Further, in the structure illustrated in FIG. 1, n control servers 200 and a single display server 300 are connected to the LAN 103. However, the numbers of control servers 200 and display servers 300 connected to the LAN 103 may be optionally selected. For example, a single control server 200 may be connected to the LAN 103. Two or more display servers 300 may be connected to the LAN 103.

Each monitor camera 101 images video of the indoor or outdoor to be monitored. Each monitor camera 101 outputs the imaged video to any one of the control servers 200.

Each control server 200 receives an input of the video imaged by the plurality of monitor cameras 101. Each control server 200 records the video to a recording medium built therein.

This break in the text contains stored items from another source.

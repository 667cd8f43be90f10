//! Bar pattern encoding.
//!
//! Uses the barcoders crate to turn a validated payload into modules,
//! where `true` = bar (black) and `false` = space (white). Quiet zones are
//! not included; the composer adds them.

use barcoders::sym::code39::Code39;
use barcoders::sym::code128::Code128;
use barcoders::sym::ean8::EAN8;
use barcoders::sym::ean13::EAN13;
use barcoders::sym::tf::TF;

use super::Symbology;
use crate::error::EtiquetaError;

/// Encode a payload as one module per entry.
///
/// `code` must already be normalized by [`Symbology::validate`]; the
/// barcoders error is still mapped in case its rules are stricter.
pub fn encode(symbology: Symbology, code: &str) -> Result<Vec<bool>, EtiquetaError> {
    let encoded = match symbology {
        // Code128 requires a character set prefix. Set B (Ɓ) covers every
        // printable ASCII character the registry accepts.
        Symbology::Code128 => {
            Code128::new(format!("\u{0181}{}", code)).map(|b| b.encode())
        }
        Symbology::Code39 => Code39::new(code).map(|b| b.encode()),
        Symbology::Ean13 => EAN13::new(code).map(|b| b.encode()),
        Symbology::Ean8 => EAN8::new(code).map(|b| b.encode()),
        // UPC-A is EAN-13 with a leading zero; the bar pattern is identical.
        Symbology::UpcA => EAN13::new(format!("0{}", code)).map(|b| b.encode()),
        Symbology::Itf => TF::interleaved(code).map(|b| b.encode()),
    }
    .map_err(|e| EtiquetaError::invalid_code(symbology.name(), e.to_string()))?;

    Ok(encoded.into_iter().map(|module| module == 1).collect())
}

#[cfg(test)]
mod tests {
    use super::*;

    fn encode_valid(symbology: Symbology, code: &str) -> Vec<bool> {
        let normalized = symbology.validate(code).unwrap();
        encode(symbology, &normalized).unwrap()
    }

    #[test]
    fn test_code128_encoding() {
        let bars = encode_valid(Symbology::Code128, "12345.01");
        assert!(!bars.is_empty());
        // Starts with a bar, ends with the stop pattern's final bar
        assert!(bars[0]);
        assert!(*bars.last().unwrap());
    }

    #[test]
    fn test_code39_encoding() {
        let bars = encode_valid(Symbology::Code39, "HELLO-1");
        assert!(bars.iter().any(|&b| b));
    }

    #[test]
    fn test_ean13_has_95_modules() {
        let bars = encode_valid(Symbology::Ean13, "123456789012");
        assert_eq!(bars.len(), 95);
    }

    #[test]
    fn test_ean8_has_67_modules() {
        let bars = encode_valid(Symbology::Ean8, "9638507");
        assert_eq!(bars.len(), 67);
    }

    #[test]
    fn test_upca_matches_zero_prefixed_ean13() {
        let upc = encode_valid(Symbology::UpcA, "03600029145");
        let ean = encode_valid(Symbology::Ean13, "003600029145");
        assert_eq!(upc, ean);
    }

    #[test]
    fn test_itf_encoding() {
        let bars = encode_valid(Symbology::Itf, "123456");
        assert!(bars.iter().any(|&b| b));
    }
}
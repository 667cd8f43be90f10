//! # ZPL Protocol Implementation
//!
//! This module provides command builders and the label encoder for the
//! ZPL command language understood by Zebra-compatible label printers.
//!
//! ## Module Structure
//!
//! - [`commands`]: Format delimiters, page setup, field commands
//! - [`barcode`]: Per-symbology barcode field commands
//! - [`label`]: The complete label encoder
//!
//! ## Usage Example
//!
//! ```
//! use etiqueta::protocol;
//!
//! let zpl = protocol::encode("CODE128", "12345.01", Some("GARCIA PEREZ"));
//!
//! // Send `zpl` to a printer via transport, or show it for debugging
//! let text = String::from_utf8_lossy(&zpl);
//! assert!(text.contains("GARCIA PEREZ"));
//! ```

pub mod barcode;
pub mod commands;
pub mod label;

pub use label::{LabelLayout, encode, encode_label, encode_with_date};
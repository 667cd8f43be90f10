//! # CUPS Transport
//!
//! Sends raw jobs through the CUPS command-line tools.
//!
//! | Operation | Command |
//! |-----------|---------|
//! | Local queues | `lpstat -e` |
//! | Network-backed queues | `lpstat -v` (device URI is `ipp://`, `socket://`, ...) |
//! | Submit | `lp -d NAME -t "Barcode Label" -o raw`, payload on stdin |
//!
//! `-o raw` stops the filters from touching the payload, so the printer
//! receives the ZPL bytes unchanged.
//!
//! ## Printer Setup
//!
//! ```bash
//! # Raw queue for a Zebra on USB
//! $ sudo lpadmin -p Zebra -E -v usb://Zebra%20Technologies/ZTC%20ZD420-203dpi -m raw
//!
//! # Raw queue for a networked Zebra
//! $ sudo lpadmin -p ZebraNet -E -v socket://192.168.1.50:9100 -m raw
//! ```

use std::io::Write;
use std::process::{Child, ChildStdin, Command, Stdio};

use tracing::{debug, warn};

use super::{JobInfo, PrintTransport, PrinterScope, PrinterTarget};
use crate::error::EtiquetaError;

/// Device URI schemes that reach a printer over the network.
const NETWORK_SCHEMES: &[&str] = &[
    "ipp://", "ipps://", "http://", "https://", "socket://", "lpd://", "dnssd://", "smb://",
];

/// CUPS print system.
#[derive(Debug, Clone)]
pub struct CupsSpooler {
    lpstat: String,
    lp: String,
}

impl Default for CupsSpooler {
    fn default() -> Self {
        Self {
            lpstat: "lpstat".to_string(),
            lp: "lp".to_string(),
        }
    }
}

impl CupsSpooler {
    /// Use explicit paths for `lpstat` and `lp`.
    pub fn with_commands(lpstat: impl Into<String>, lp: impl Into<String>) -> Self {
        Self {
            lpstat: lpstat.into(),
            lp: lp.into(),
        }
    }

    fn lpstat(&self, flag: &str) -> Result<String, EtiquetaError> {
        let output = Command::new(&self.lpstat)
            .arg(flag)
            .output()
            .map_err(|e| {
                EtiquetaError::Spooler(format!("Failed to run '{} {}': {}", self.lpstat, flag, e))
            })?;

        // lpstat exits non-zero when no destinations exist
        if !output.status.success() {
            let stderr = String::from_utf8_lossy(&output.stderr);
            debug!(flag, stderr = %stderr.trim(), "lpstat reported no destinations");
        }
        Ok(String::from_utf8_lossy(&output.stdout).into_owned())
    }
}

/// Parse `lpstat -e` output: one destination per line.
fn parse_destinations(stdout: &str) -> Vec<String> {
    stdout
        .lines()
        .map(str::trim)
        .filter(|line| !line.is_empty())
        .map(str::to_string)
        .collect()
}

/// Parse `lpstat -v` output (`device for NAME: URI`) into the names of
/// network-backed queues.
fn parse_network_devices(stdout: &str) -> Vec<String> {
    stdout
        .lines()
        .filter_map(|line| line.trim().strip_prefix("device for "))
        .filter_map(|rest| rest.split_once(": "))
        .filter(|(_, uri)| {
            let uri = uri.trim().to_lowercase();
            NETWORK_SCHEMES.iter().any(|scheme| uri.starts_with(scheme))
        })
        .map(|(name, _)| name.to_string())
        .collect()
}

/// A running `lp` process.
///
/// Dropping a job that was never closed kills and reaps the child, so no
/// half-written job is left behind.
#[derive(Debug)]
pub struct CupsJob {
    target: String,
    child: Option<Child>,
    stdin: Option<ChildStdin>,
}

impl Drop for CupsJob {
    fn drop(&mut self) {
        self.stdin.take();
        if let Some(mut child) = self.child.take() {
            warn!(printer = %self.target, "killing unfinished lp job");
            let _ = child.kill();
            let _ = child.wait();
        }
    }
}

impl PrintTransport for CupsSpooler {
    type Handle = CupsJob;

    fn list_printers(&self, scope: PrinterScope) -> Result<Vec<String>, EtiquetaError> {
        match scope {
            PrinterScope::Local => Ok(parse_destinations(&self.lpstat("-e")?)),
            PrinterScope::Connections => Ok(parse_network_devices(&self.lpstat("-v")?)),
        }
    }

    fn open(&self, target: &PrinterTarget, info: &JobInfo) -> Result<CupsJob, EtiquetaError> {
        let known = parse_destinations(&self.lpstat("-e")?);
        if !known.iter().any(|name| *name == target.name) {
            return Err(EtiquetaError::PrinterUnavailable(target.name.clone()));
        }

        let mut child = Command::new(&self.lp)
            .arg("-d")
            .arg(&target.name)
            .arg("-t")
            .arg(&info.document_name)
            .arg("-o")
            .arg(info.datatype.to_lowercase())
            .stdin(Stdio::piped())
            .stdout(Stdio::null())
            .stderr(Stdio::piped())
            .spawn()
            .map_err(|e| EtiquetaError::Spooler(format!("Failed to run '{}': {}", self.lp, e)))?;

        let stdin = child.stdin.take();
        Ok(CupsJob {
            target: target.name.clone(),
            child: Some(child),
            stdin,
        })
    }

    fn write(&self, handle: &mut CupsJob, data: &[u8]) -> Result<(), EtiquetaError> {
        let stdin = handle
            .stdin
            .as_mut()
            .ok_or_else(|| EtiquetaError::Spooler("lp stdin is closed".into()))?;
        stdin
            .write_all(data)
            .and_then(|()| stdin.flush())
            .map_err(|e| EtiquetaError::Spooler(format!("Write to lp failed: {}", e)))
    }

    fn close(&self, mut handle: CupsJob) -> Result<(), EtiquetaError> {
        // EOF on stdin submits the job
        handle.stdin.take();
        let Some(child) = handle.child.take() else {
            return Ok(());
        };

        let output = child
            .wait_with_output()
            .map_err(|e| EtiquetaError::Spooler(format!("Waiting for lp failed: {}", e)))?;
        if !output.status.success() {
            let stderr = String::from_utf8_lossy(&output.stderr);
            return Err(EtiquetaError::Spooler(format!(
                "lp failed for {}: {}",
                handle.target,
                stderr.trim()
            )));
        }
        Ok(())
    }
}

#[cfg(test)]
mod tests {
    use super::*;

    #[test]
    fn test_parse_destinations() {
        let out = "Zebra_ZD420\nOffice\n\n";
        assert_eq!(parse_destinations(out), vec!["Zebra_ZD420", "Office"]);
    }

    #[test]
    fn test_parse_network_devices() {
        let out = "device for Zebra_ZD420: usb://Zebra%20Technologies/ZTC%20ZD420\n\
                   device for ZebraNet: socket://192.168.1.50:9100\n\
                   device for Office: ipp://printer.local/ipp/print\n";
        assert_eq!(parse_network_devices(out), vec!["ZebraNet", "Office"]);
    }

    #[test]
    fn test_missing_lpstat_is_spooler_error() {
        let cups = CupsSpooler::with_commands("/nonexistent/lpstat", "/nonexistent/lp");
        let err = cups.list_printers(PrinterScope::Local).unwrap_err();
        assert!(matches!(err, EtiquetaError::Spooler(_)));
    }

    fn script(dir: &std::path::Path, name: &str, body: &str) -> String {
        use std::os::unix::fs::PermissionsExt;

        let path = dir.join(name);
        std::fs::write(&path, format!("#!/bin/sh\n{}\n", body)).unwrap();
        std::fs::set_permissions(&path, std::fs::Permissions::from_mode(0o755)).unwrap();
        path.display().to_string()
    }

    #[test]
    fn test_job_through_fake_tools() {
        let dir = tempfile::tempdir().unwrap();
        let captured = dir.path().join("job.zpl");
        let args = dir.path().join("args.txt");
        let lpstat = script(dir.path(), "lpstat", "echo Zebra");
        let lp = script(
            dir.path(),
            "lp",
            &format!(
                "echo \"$@\" > {}\ncat > {}",
                args.display(),
                captured.display()
            ),
        );
        let cups = CupsSpooler::with_commands(lpstat, lp);

        assert_eq!(cups.list_printers(PrinterScope::Local).unwrap(), vec!["Zebra"]);

        let mut job = cups
            .open(&PrinterTarget::new("Zebra"), &JobInfo::default())
            .unwrap();
        cups.write(&mut job, b"^XA^XZ").unwrap();
        cups.close(job).unwrap();

        assert_eq!(std::fs::read(&captured).unwrap(), b"^XA^XZ");
        assert_eq!(
            std::fs::read_to_string(&args).unwrap().trim(),
            "-d Zebra -t Barcode Label -o raw"
        );

        let err = cups
            .open(&PrinterTarget::new("Missing"), &JobInfo::default())
            .unwrap_err();
        assert!(matches!(err, EtiquetaError::PrinterUnavailable(_)));
    }

    #[test]
    fn test_unknown_queue_spawns_no_lp() {
        let dir = tempfile::tempdir().unwrap();
        let marker = dir.path().join("lp-ran");
        let lpstat = script(dir.path(), "lpstat", "echo Zebra");
        let lp = script(dir.path(), "lp", &format!("touch {}", marker.display()));
        let cups = CupsSpooler::with_commands(lpstat, lp);

        let result = cups.open(&PrinterTarget::new("Office"), &JobInfo::default());
        assert!(matches!(result, Err(EtiquetaError::PrinterUnavailable(ref name)) if name == "Office"));
        assert!(!marker.exists());
    }

    #[test]
    fn test_failing_lp_is_spooler_error() {
        let dir = tempfile::tempdir().unwrap();
        let lpstat = script(dir.path(), "lpstat", "echo Zebra");
        let lp = script(dir.path(), "lp", "cat > /dev/null\necho 'lp: printer offline' >&2\nexit 1");
        let cups = CupsSpooler::with_commands(lpstat, lp);

        let mut job = cups
            .open(&PrinterTarget::new("Zebra"), &JobInfo::default())
            .unwrap();
        cups.write(&mut job, b"^XA^XZ").unwrap();
        let err = cups.close(job).unwrap_err();
        assert!(matches!(err, EtiquetaError::Spooler(ref msg) if msg.contains("printer offline")));
    }
}
/// # Compose Previews for Selected Rows
///
/// `selection` holds 0-based indices into `rows` (see [`parse_range`]);
/// indices past the end are skipped.
pub fn prepare_batch(
    rows: &[BatchRow],
    selection: &[usize],
    session: &PrintSession,
    composer: &LabelComposer,
) -> Vec<BatchLabel> {
    selection
        .iter()
        .filter_map(|&row| rows.get(row).map(|r| (row, r)))
        .map(|(row, r)| {
            let code = r.code_for(row, &session.template);
            let preview = composer.compose_symbology(
                session.symbology,
                &code,
                r.name.as_deref(),
                r.grau.as_deref(),
            );
            if let Err(e) = &preview {
                warn!(row = row + 1, code = %code, error = %e, "label rejected");
            }
            BatchLabel {
                row,
                code,
                name: r.name.clone(),
                grau: r.grau.clone(),
                preview,
            }
        })
        .collect()
}

/// # Print Prepared Labels
///
/// Sends [`PrintSession::copies`] copies of every label with a valid
/// preview to the session's printer, stamping each label with `date`.
///
/// ## Errors
///
/// [`EtiquetaError::InvalidRequest`] when the session has no printer.
pub fn print_batch<T: PrintTransport>(
    labels: Vec<BatchLabel>,
    session: &PrintSession,
    spooler: &Spooler<T>,
    date: NaiveDate,
) -> Result<BatchReport, EtiquetaError> {
    let printer = session
        .printer
        .as_deref()
        .ok_or_else(|| EtiquetaError::InvalidRequest("no printer selected".into()))?;
    let copies = session.copies();
    let mut report = BatchReport::default();

    for label in labels {
        let printed = match (&label.preview, session.symbology.validate(&label.code)) {
            (Ok(_), Ok(code)) => {
                let zpl = encode_label(
                    session.symbology,
                    &code,
                    label.name.as_deref(),
                    date,
                    &LabelConfig::LABEL_52X33,
                    &LabelLayout::LABEL_52X33,
                );
                spooler.send_copies(printer, &zpl, copies)
            }
            _ => CopyReport {
                succeeded: 0,
                total: copies,
            },
        };

        report.printed += printed.succeeded;
        report.total += printed.total;
        report.labels.push(LabelOutcome { label, printed });
    }

    info!(
        printer,
        labels = report.labels.len(),
        printed = report.printed,
        total = report.total,
        "batch printed"
    );
    Ok(report)
}

/// [`prepare_batch`] then [`print_batch`], stamped with today's date.
pub fn process_batch<T: PrintTransport>(
    rows: &[BatchRow],
    selection: &[usize],
    session: &PrintSession,
    composer: &LabelComposer,
    spooler: &Spooler<T>,
) -> Result<BatchReport, EtiquetaError> {
    let labels = prepare_batch(rows, selection, session, composer);
    print_batch(labels, session, spooler, Local::now().date_naive())
}

// ============================================================================
// EXPORT
// ============================================================================

/// # Export File Name
///
/// `barcode_{name}_{code}.png`, with `_copiaN` appended when more than one
/// copy is exported. Spaces and slashes in the name become underscores
/// and the name is cut to 50 characters; a missing name becomes
/// `orden_{row}` (1-based).
pub fn export_file_name(
    name: Option<&str>,
    row: usize,
    code: &str,
    copy: u32,
    copies: u32,
) -> String {
    let safe_name = match name.filter(|n| !n.is_empty()) {
        Some(name) => name
            .chars()
            .map(|c| if c == ' ' || c == '/' { '_' } else { c })
            .take(MAX_SAFE_NAME)
            .collect(),
        None => format!("orden_{}", row + 1),
    };
    let safe_code = code.replace('/', "_");
    let suffix = if copies > 1 {
        format!("_copia{}", copy)
    } else {
        String::new()
    };
    format!("barcode_{}_{}{}.png", safe_name, safe_code, suffix)
}

/// PNG previews to export, one per copy, with names unique in the set.
///
/// A name that is already taken gains `_fila{row}` (1-based) before the
/// extension, then a counter if it still collides.
fn export_entries(
    labels: &[BatchLabel],
    copies: u32,
) -> Result<Vec<(String, Vec<u8>)>, EtiquetaError> {
    let mut used = HashSet::new();
    let mut entries = Vec::new();

    for label in labels {
        let Ok(preview) = &label.preview else {
            continue;
        };
        let png = preview.to_png()?;
        for copy in 1..=copies {
            let name =
                export_file_name(label.name.as_deref(), label.row, &label.code, copy, copies);
            let name = unique_name(&mut used, name, label.row);
            entries.push((name, png.clone()));
        }
    }
    Ok(entries)
}

fn unique_name(used: &mut HashSet<String>, name: String, row: usize) -> String {
    if used.insert(name.clone()) {
        return name;
    }
    let stem = name.strip_suffix(".png").unwrap_or(&name);
    let with_row = format!("{}_fila{}", stem, row + 1);
    let mut candidate = format!("{}.png", with_row);
    let mut n = 2;
    while !used.insert(candidate.clone()) {
        candidate = format!("{}_{}.png", with_row, n);
        n += 1;
    }
    candidate
}

/// Write each valid preview as PNG into `dir`, once per copy. Returns the
/// written paths, one distinct file each.
pub fn export_to_dir(
    labels: &[BatchLabel],
    copies: u32,
    dir: &Path,
) -> Result<Vec<PathBuf>, EtiquetaError> {
    std::fs::create_dir_all(dir)?;
    let mut written = Vec::new();

    for (name, png) in export_entries(labels, copies)? {
        let path = dir.join(name);
        std::fs::write(&path, &png)?;
        written.push(path);
    }

    info!(dir = %dir.display(), files = written.len(), "previews exported");
    Ok(written)
}

/// Pack each valid preview as PNG into an in-memory ZIP archive, once per
/// copy.
pub fn export_zip(labels: &[BatchLabel], copies: u32) -> Result<Vec<u8>, EtiquetaError> {
    let mut buf = Cursor::new(Vec::new());
    {
        let mut zip = ZipWriter::new(&mut buf);
        let options: FileOptions<()> =
            FileOptions::default().compression_method(zip::CompressionMethod::Deflated);

        for (name, png) in export_entries(labels, copies)? {
            zip.start_file(name, options)
                .map_err(|e| EtiquetaError::Export(e.to_string()))?;
            zip.write_all(&png)?;
        }
        zip.finish()
            .map_err(|e| EtiquetaError::Export(e.to_string()))?;
    }
    Ok(buf.into_inner())
}

#[cfg(test)]
mod tests {
    use super::*;
    use crate::preview::{BuiltinFont, ComposerConfig};
    use crate::transport::MemoryTransport;
    use pretty_assertions::assert_eq;

    fn composer() -> LabelComposer {
        LabelComposer::with_font(
            ComposerConfig::default(),
            Box::new(BuiltinFont::new().unwrap()),
        )
    }

    fn rows() -> Vec<BatchRow> {
        BatchRow::from_json(
            r#"[
                {"name": "GARCIA PEREZ", "grau": 123},
                {"name": "LOPEZ / RUIZ", "grau": ""},
                {"code": "ABC-1", "name": null}
            ]"#,
        )
        .unwrap()
    }

    fn date() -> NaiveDate {
        NaiveDate::from_ymd_opt(2026, 10, 16).unwrap()
    }

    #[test]
    fn test_template() {
        let template = CodeTemplate::default();
        assert_eq!(template.apply("7"), "7.01");
        assert!(CodeTemplate::new("{}").is_ok());
        assert!(CodeTemplate::new("no placeholder").is_err());
        assert!(CodeTemplate::new("{}{}").is_err());
    }

    #[test]
    fn test_session_copies() {
        let mut session = PrintSession::default();
        assert_eq!(session.copies(), 1);
        session.print_double = true;
        assert_eq!(session.copies(), 2);
    }

    #[test]
    fn test_row_codes() {
        let rows = rows();
        let template = CodeTemplate::default();
        assert_eq!(rows[0].grau.as_deref(), Some("123"));
        assert_eq!(rows[0].code_for(0, &template), "123.01");
        assert_eq!(rows[1].grau, None);
        assert_eq!(rows[1].code_for(1, &template), "2.01");
        assert_eq!(rows[2].code_for(2, &template), "ABC-1");
    }

    #[test]
    fn test_rows_reject_objects() {
        let result = BatchRow::from_json(r#"[{"grau": {"x": 1}}]"#);
        assert!(matches!(result, Err(EtiquetaError::Json(_))));
    }

    #[test]
    fn test_parse_range() {
        assert_eq!(parse_range("1,3,5-7", 10).unwrap(), vec![0, 2, 4, 5, 6]);
        assert_eq!(parse_range("3, 1-3 ,", 10).unwrap(), vec![0, 1, 2]);
        assert_eq!(parse_range("8-20", 10).unwrap(), vec![7, 8, 9]);
        assert_eq!(parse_range("11", 10).unwrap(), Vec::<usize>::new());
    }

    #[test]
    fn test_parse_range_errors() {
        for bad in ["", "  ", "a", "0", "5-2", "1-x", "-3"] {
            assert!(
                matches!(parse_range(bad, 10), Err(EtiquetaError::InvalidRange(_))),
                "{:?} should be rejected",
                bad
            );
        }
    }

    #[test]
    fn test_export_file_name() {
        assert_eq!(
            export_file_name(Some("GARCIA PEREZ"), 0, "123.01", 1, 1),
            "barcode_GARCIA_PEREZ_123.01.png"
        );
        assert_eq!(
            export_file_name(Some("A/B"), 0, "1.01", 2, 2),
            "barcode_A_B_1.01_copia2.png"
        );
        assert_eq!(
            export_file_name(None, 4, "5.01", 1, 1),
            "barcode_orden_5_5.01.png"
        );
        let long = "X".repeat(80);
        let name = export_file_name(Some(&long), 0, "1", 1, 1);
        assert_eq!(name, format!("barcode_{}_1.png", "X".repeat(50)));
    }

    #[test]
    fn test_prepare_skips_out_of_range_rows() {
        let labels = prepare_batch(&rows(), &[0, 2, 9], &PrintSession::default(), &composer());
        assert_eq!(labels.len(), 2);
        assert_eq!(labels[0].code, "123.01");
        assert_eq!(labels[1].code, "ABC-1");
        assert!(labels.iter().all(|l| l.preview.is_ok()));
    }

    #[test]
    fn test_print_batch_counts_copies() {
        let spooler = Spooler::new(MemoryTransport::with_printers(&["Zebra"], &[]).fail_write(1));
        let session = PrintSession {
            printer: Some("Zebra".into()),
            print_double: true,
            ..Default::default()
        };
        let labels = prepare_batch(&rows(), &[0, 1], &session, &composer());
        let report = print_batch(labels, &session, &spooler, date()).unwrap();

        assert_eq!((report.printed, report.total), (3, 4));
        assert_eq!(report.labels[0].printed, CopyReport { succeeded: 1, total: 2 });
        assert_eq!(report.labels[1].printed, CopyReport { succeeded: 2, total: 2 });

        let jobs = spooler.transport().jobs();
        let first = String::from_utf8(jobs[0].payload.clone()).unwrap();
        assert!(first.contains("^FD123.01^FS"));
        assert!(first.contains("^FDGARCIA PEREZ^FS"));
        assert!(first.contains("^FD16/10/2026^FS"));
    }

    #[test]
    fn test_invalid_label_is_not_printed() {
        let spooler = Spooler::new(MemoryTransport::with_printers(&["Zebra"], &[]));
        let session = PrintSession {
            printer: Some("Zebra".into()),
            symbology: Symbology::Ean13,
            ..Default::default()
        };
        let labels = prepare_batch(&rows(), &[0], &session, &composer());
        assert!(matches!(
            labels[0].preview,
            Err(EtiquetaError::InvalidCodeValue { .. })
        ));

        let report = print_batch(labels, &session, &spooler, date()).unwrap();
        assert_eq!((report.printed, report.total), (0, 1));
        assert!(spooler.transport().jobs().is_empty());
    }

    #[test]
    fn test_print_needs_printer() {
        let spooler = Spooler::new(MemoryTransport::default());
        let result = print_batch(Vec::new(), &PrintSession::default(), &spooler, date());
        assert!(matches!(result, Err(EtiquetaError::InvalidRequest(_))));
    }

    #[test]
    fn test_export_to_dir() {
        let dir = tempfile::tempdir().unwrap();
        let session = PrintSession::default();
        let labels = prepare_batch(&rows(), &[0, 1], &session, &composer());
        let written = export_to_dir(&labels, 2, dir.path()).unwrap();

        assert_eq!(written.len(), 4);
        assert!(dir.path().join("barcode_GARCIA_PEREZ_123.01_copia1.png").exists());
        assert!(dir.path().join("barcode_LOPEZ___RUIZ_2.01_copia2.png").exists());
    }

    #[test]
    fn test_export_zip() {
        let labels = prepare_batch(&rows(), &[0], &PrintSession::default(), &composer());
        let archive = export_zip(&labels, 1).unwrap();
        assert_eq!(&archive[..2], b"PK");
    }

    fn twin_rows() -> Vec<BatchRow> {
        BatchRow::from_json(
            r#"[
                {"name": "ANA", "grau": 7},
                {"name": "ANA", "grau": 7},
                {"name": "LUIS", "grau": 8}
            ]"#,
        )
        .unwrap()
    }

    #[test]
    fn test_identical_rows_export_to_distinct_files() {
        let labels = prepare_batch(&twin_rows(), &[0, 1, 2], &PrintSession::default(), &composer());

        let dir = tempfile::tempdir().unwrap();
        let written = export_to_dir(&labels, 1, dir.path()).unwrap();
        let names: Vec<String> = written
            .iter()
            .map(|p| p.file_name().unwrap().to_string_lossy().into_owned())
            .collect();
        assert_eq!(
            names,
            vec![
                "barcode_ANA_7.01.png",
                "barcode_ANA_7.01_fila2.png",
                "barcode_LUIS_8.01.png"
            ]
        );
        assert_eq!(std::fs::read_dir(dir.path()).unwrap().count(), 3);

        let archive = export_zip(&labels, 2).unwrap();
        let zip = zip::ZipArchive::new(Cursor::new(archive)).unwrap();
        let mut entries: Vec<&str> = zip.file_names().collect();
        entries.sort();
        assert_eq!(
            entries,
            vec![
                "barcode_ANA_7.01_copia1.png",
                "barcode_ANA_7.01_copia1_fila2.png",
                "barcode_ANA_7.01_copia2.png",
                "barcode_ANA_7.01_copia2_fila2.png",
                "barcode_LUIS_8.01_copia1.png",
                "barcode_LUIS_8.01_copia2.png"
            ]
        );
    }

    #[test]
    fn test_repeated_selection_gets_counter() {
        let mut used = HashSet::new();
        assert_eq!(unique_name(&mut used, "a.png".into(), 0), "a.png");
        assert_eq!(unique_name(&mut used, "a.png".into(), 0), "a_fila1.png");
        assert_eq!(unique_name(&mut used, "a.png".into(), 0), "a_fila1_2.png");
    }
}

Each control server 200 converts the video received from the plurality of monitor cameras 101 or the video recorded to the recording medium into overhead view video. Each control server 200 synthesizes the overhead view video of the monitor cameras 101 adjacent to each other. After that, each control server 200 outputs the video imaged by the plurality of monitor cameras 101, the overhead view video which is obtained by converting that video, and the synthesized video to the display server 300.

Each control server 200 receives the input of the control information for the monitor camera 101 from the display server 300. Each control server 200 outputs the control information to each monitor camera 101.

The display server 300 receives the input of the video from the plurality of control servers 200. The display server 300 displays the video received from the plurality of control servers 200 on a display 104. The display server 300 receives an instruction from a monitoring person who is a user of the video monitoring system 100. For example, the display server 300 receives an operation for enlarging or reducing the display of the overhead view video by a keyboard and a mouse 105.

The display server 300 outputs the control information indicating the monitor camera 101 to output the video and the resolution and the frame rate of the video to be output to each control server 200 based on the instruction of the monitoring person.

FIG. 2 is a block diagram of a structure of each control server 200.

In FIG. 2, each control server 200 includes a first reception unit 201, a second reception unit 202, a hard disk 203, a switching unit 204, a first transmission unit 205, a decoding unit 206, a generation unit 207, a second transmission unit 208, a synthesis unit 209, a third transmission unit 210, a third reception unit 211, a management unit 212, and an output unit 213.

Functions of units of the control server R1 are described below with reference to FIGS. 1 and 2.

The first reception unit 201 and the second reception unit 202 receive inputs of video of the monitor cameras C1-1, . . . , and C1-m via a LAN 102. The first reception unit 201 transmits video of the monitor cameras C1-1, . . . , and C1-m to be displayed as live video to the switching unit 204. The second reception unit 202 records video of the monitor cameras C1-1, . . . , and C1-m to be recorded to the hard disk 203. The hard disk 203 is an exemplary recording medium described above and may be replaced with another kind of recording medium such as a flash memory.

The switching unit 204 switches between the live video and the recorded video to be displayed on the display 104 based on the control by the third reception unit 211. When the live video is displayed on the display 104, the switching unit 204 obtains the video of the first reception unit 201. When the recorded video is displayed on the display 104, the switching unit 204 obtains the video of the hard disk 203 based on specified information such as time. The switching unit 204 outputs the obtained video to the first transmission unit 205. The switching unit 204 also outputs the obtained video to the decoding unit 206.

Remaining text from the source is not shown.